Problem details:
Keep every character as it is and output all of the records.

Data under study:
--- START ---

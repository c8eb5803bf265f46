//! 转换结果投递的边界
//!
//! 编排层把重打包后的字节交给投递器；消息传输层的实现在核心之外。

use std::path::PathBuf;

use async_trait::async_trait;
use tokio::fs;
use tracing::info;

use crate::error::{AppError, AppResult};

/// 结果投递能力
#[async_trait]
pub trait BundleSink: Send + Sync {
    /// 投递一个命名好的结果压缩包
    async fn deliver(&self, file_name: &str, bytes: &[u8]) -> AppResult<()>;
}

/// 写入本地输出目录的投递器
pub struct FsSink {
    output_dir: PathBuf,
}

impl FsSink {
    pub fn new(output_dir: impl Into<PathBuf>) -> Self {
        Self {
            output_dir: output_dir.into(),
        }
    }
}

#[async_trait]
impl BundleSink for FsSink {
    async fn deliver(&self, file_name: &str, bytes: &[u8]) -> AppResult<()> {
        fs::create_dir_all(&self.output_dir)
            .await
            .map_err(|e| AppError::write_failed(self.output_dir.to_string_lossy(), e))?;
        let target = self.output_dir.join(file_name);
        fs::write(&target, bytes)
            .await
            .map_err(|e| AppError::write_failed(target.to_string_lossy(), e))?;
        info!("📤 已输出: {}", target.display());
        Ok(())
    }
}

--- END ---

Solved exercise:
repository c8eb5803bf265f46
//! 转换结果投递的边界
//!
//! 编排层把重打包后的字节交给投递器；消息传输层的实现在核心之外。

use std::path::PathBuf;

use async_trait::async_trait;
use tokio::fs;
use tracing::info;

use crate::error::{AppError, AppResult};

/// 结果投递能力
#[async_trait]
pub trait BundleSink: Send + Sync {
    /// 投递一个命名好的结果压缩包
    async fn deliver(&self, file_name: &str, bytes: &[u8]) -> AppResult<()>;
}

/// 写入本地输出目录的投递器
pub struct FsSink {
    output_dir: PathBuf,
}

impl FsSink {
    pub fn new(output_dir: impl Into<PathBuf>) -> Self {
        Self {
            output_dir: output_dir.into(),
        }
    }
}

#[async_trait]
impl BundleSink for FsSink {
    async fn deliver(&self, file_name: &str, bytes: &[u8]) -> AppResult<()> {
        fs::create_dir_all(&self.output_dir)
            .await
            .map_err(|e| AppError::write_failed(self.output_dir.to_string_lossy(), e))?;
        let target = self.output_dir.join(file_name);
        fs::write(&target, bytes)
            .await
            .map_err(|e| AppError::write_failed(target.to_string_lossy(), e))?;
        info!("📤 已输出: {}", target.display());
        Ok(())
    }
}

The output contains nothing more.